■ ABOUT THIS TASK ■
Among the records that follow, set down only the lines from the one containing "Loads environment variables" to the one containing "pub fn server_addr()", both included, exactly.

RECORDS FOR THE TASK section start

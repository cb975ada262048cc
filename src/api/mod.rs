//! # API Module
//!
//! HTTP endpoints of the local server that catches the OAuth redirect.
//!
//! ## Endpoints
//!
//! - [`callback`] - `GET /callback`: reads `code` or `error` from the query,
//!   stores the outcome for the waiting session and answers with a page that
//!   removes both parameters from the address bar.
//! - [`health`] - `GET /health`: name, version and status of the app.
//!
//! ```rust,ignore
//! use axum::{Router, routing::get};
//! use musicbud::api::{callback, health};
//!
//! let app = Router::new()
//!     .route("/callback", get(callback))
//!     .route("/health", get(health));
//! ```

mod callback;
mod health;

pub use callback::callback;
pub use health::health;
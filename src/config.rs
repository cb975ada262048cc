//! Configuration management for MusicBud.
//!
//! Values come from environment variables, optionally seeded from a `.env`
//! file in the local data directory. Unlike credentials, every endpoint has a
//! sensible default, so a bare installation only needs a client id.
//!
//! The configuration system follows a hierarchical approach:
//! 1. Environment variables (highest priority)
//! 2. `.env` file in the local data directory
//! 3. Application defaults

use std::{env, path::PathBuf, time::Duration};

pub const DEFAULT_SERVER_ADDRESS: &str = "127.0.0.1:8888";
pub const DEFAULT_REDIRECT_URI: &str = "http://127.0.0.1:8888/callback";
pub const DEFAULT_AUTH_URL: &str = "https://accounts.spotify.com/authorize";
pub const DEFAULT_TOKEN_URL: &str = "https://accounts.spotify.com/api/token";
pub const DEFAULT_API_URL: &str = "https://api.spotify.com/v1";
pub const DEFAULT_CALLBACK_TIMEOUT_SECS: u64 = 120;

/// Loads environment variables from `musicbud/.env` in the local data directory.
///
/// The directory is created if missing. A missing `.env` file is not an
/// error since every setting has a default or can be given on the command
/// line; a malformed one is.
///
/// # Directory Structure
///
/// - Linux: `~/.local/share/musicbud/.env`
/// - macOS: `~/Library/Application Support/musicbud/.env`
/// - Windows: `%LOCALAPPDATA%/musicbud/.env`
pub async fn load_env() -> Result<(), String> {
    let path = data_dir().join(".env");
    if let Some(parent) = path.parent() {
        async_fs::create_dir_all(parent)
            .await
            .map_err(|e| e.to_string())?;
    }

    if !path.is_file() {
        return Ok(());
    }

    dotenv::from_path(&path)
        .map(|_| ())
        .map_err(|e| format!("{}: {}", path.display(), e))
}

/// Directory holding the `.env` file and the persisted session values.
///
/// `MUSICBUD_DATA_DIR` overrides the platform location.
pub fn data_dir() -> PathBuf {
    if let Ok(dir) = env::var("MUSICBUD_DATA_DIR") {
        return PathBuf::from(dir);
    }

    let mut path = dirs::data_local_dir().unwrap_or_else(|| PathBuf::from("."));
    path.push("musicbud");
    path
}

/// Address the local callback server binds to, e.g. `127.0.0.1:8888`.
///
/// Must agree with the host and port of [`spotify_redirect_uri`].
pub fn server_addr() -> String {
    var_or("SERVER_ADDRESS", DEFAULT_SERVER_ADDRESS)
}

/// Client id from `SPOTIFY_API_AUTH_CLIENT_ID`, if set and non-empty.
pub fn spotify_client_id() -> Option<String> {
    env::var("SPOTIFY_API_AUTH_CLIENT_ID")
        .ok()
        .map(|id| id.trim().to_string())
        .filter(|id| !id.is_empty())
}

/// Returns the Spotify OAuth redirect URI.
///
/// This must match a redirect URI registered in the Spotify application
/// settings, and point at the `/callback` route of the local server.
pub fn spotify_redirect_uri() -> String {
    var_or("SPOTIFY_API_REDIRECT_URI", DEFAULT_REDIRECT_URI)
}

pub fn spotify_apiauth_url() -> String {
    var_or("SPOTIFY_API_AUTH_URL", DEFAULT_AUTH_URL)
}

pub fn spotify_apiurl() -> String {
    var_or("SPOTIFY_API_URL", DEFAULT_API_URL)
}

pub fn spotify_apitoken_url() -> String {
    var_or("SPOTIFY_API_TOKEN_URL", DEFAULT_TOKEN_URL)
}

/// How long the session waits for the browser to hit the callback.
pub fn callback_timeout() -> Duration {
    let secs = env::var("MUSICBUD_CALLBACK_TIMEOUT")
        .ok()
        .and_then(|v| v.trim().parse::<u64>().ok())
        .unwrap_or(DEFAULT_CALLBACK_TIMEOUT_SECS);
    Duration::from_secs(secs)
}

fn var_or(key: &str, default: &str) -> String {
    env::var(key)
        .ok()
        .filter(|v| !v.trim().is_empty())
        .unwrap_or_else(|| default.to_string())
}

RECORDS FOR THE TASK section end

■ YOUR SOLUTION ■
/// Loads environment variables from `musicbud/.env` in the local data directory.
///
/// The directory is created if missing. A missing `.env` file is not an
/// error since every setting has a default or can be given on the command
/// line; a malformed one is.
///
/// # Directory Structure
///
/// - Linux: `~/.local/share/musicbud/.env`
/// - macOS: `~/Library/Application Support/musicbud/.env`
/// - Windows: `%LOCALAPPDATA%/musicbud/.env`
pub async fn load_env() -> Result<(), String> {
    let path = data_dir().join(".env");
    if let Some(parent) = path.parent() {
        async_fs::create_dir_all(parent)
            .await
            .map_err(|e| e.to_string())?;
    }

    if !path.is_file() {
        return Ok(());
    }

    dotenv::from_path(&path)
        .map(|_| ())
        .map_err(|e| format!("{}: {}", path.display(), e))
}

/// Directory holding the `.env` file and the persisted session values.
///
/// `MUSICBUD_DATA_DIR` overrides the platform location.
pub fn data_dir() -> PathBuf {
    if let Ok(dir) = env::var("MUSICBUD_DATA_DIR") {
        return PathBuf::from(dir);
    }

    let mut path = dirs::data_local_dir().unwrap_or_else(|| PathBuf::from("."));
    path.push("musicbud");
    path
}

/// Address the local callback server binds to, e.g. `127.0.0.1:8888`.
///
/// Must agree with the host and port of [`spotify_redirect_uri`].
pub fn server_addr() -> String {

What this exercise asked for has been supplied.